Sample was composed of 45 healthy subjects (23 male and 22 female; aging between 20 to 30 years old), right-handed according to the Edinburgh inventory⁹. Inclusion criteria were: absence of mental or physical impairments and absence of the use of psychoactive or psychotropic substances (screened by a previous anamnesis and clinical examination). The subjects were instructed to abstain from smoking, taking alcohol, coffee, tea, cola, or any other drinks containing drugs, starting at least 24 h prior to the experiment day. Subjects with previous experience in typewriting were excluded from the experiment. All participants signed a consent form and were aware of all the experimental protocol. The experiment was approved by the Ethics Committee of Federal University of Rio de Janeiro (IPUB/UFRJ).

Experimental protocol

The subjects were randomly distributed in 3 groups: placebo (n=15), bromazepam 3 mg (n=15) or bromazepam 6 mg (n=15). Therefore, the experiment follows a randomized doble-blind design. The first EEG acquisition was performed before the ingestion of placebo, 3 or 6 mg of bromazepam (i.e., pre task). One hour after the ingestion of placebo or bromazepam, the typewriting task was performed concomitantly with EEG recording. Immediately and thirty minutes after motor task execution, new data were recording (i.e., post task). Finally, a last EEG acquisition was performed in a rest condition (i.e. post task).

Motor task procedures

The task was performed in a sound and light-attenuated room, to minimize sensory interference. Individuals sat on a comfortable chair to minimize muscular artifacts, while electroencephalography (EEG) was done. To execute the task, subjects sat comfortably at a distance of approximately 20 cm from the typewriter. The typewriter keyboard was covered with a wooden box to avoid visual information about the hands' position. The task employed followed a typewriting method of progressive learning, in which training was performed on a single day. The task was composed of three blocks, each block represented by twelve lines. Each line had five sequences of letters for each hand. The established sequence of letters for each hand was: asdfg for the left hand, and clkjh for the right hand.

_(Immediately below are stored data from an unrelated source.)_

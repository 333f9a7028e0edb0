pub mod cluster;
pub mod engine;
pub mod view;

pub use cluster::ClusterConfig;
pub use engine::EngineConfig;
pub use view::ViewConfig;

When each sequence was over, space key was pressed using the left or right thumb. Individuals were required to employ typewriting movements with maximum velocity and accuracy. The experimental task demanded sustained attention and it was performed in a predictable scenario (i.e., skill closed). The motor behavior results were also published elsewhere^7,8,10-12.

EEG data acquisition

The International 10/20 System for electrodes¹³ was used with the 20-channel EEG system Braintech-3000 (EMSA-Medical Instruments, Brazil). The 20 electrodes were arranged in a nylon cap (ElectroCap Inc., Fairfax, VA, USA) yielding monopole derivations referred to linked earlobes. In addition, two 9-mm diameter electrodes were attached above and on the external corner of the right eye, in a bipolar electrode montage, for eye-movement (EOG) artifacts monitoring. Impedance of EEG and EOG electrodes were kept under 5-10 KΩ . The data acquired had total amplitude of less than 100 µV. The EEG signal was amplified with a gain of 22,000, analogically filtered between 0.01 Hz (high-pass) and 100 Hz (low-pass), and sampled at 240 Hz. The software DataAcquisition (Delphi 5.0), developed at the Brain Mapping and Sensorimotor Integration Laboratory was employed to filter the raw data: notch (60 Hz), high-pass of 0.3 Hz and low-pass of 25 Hz.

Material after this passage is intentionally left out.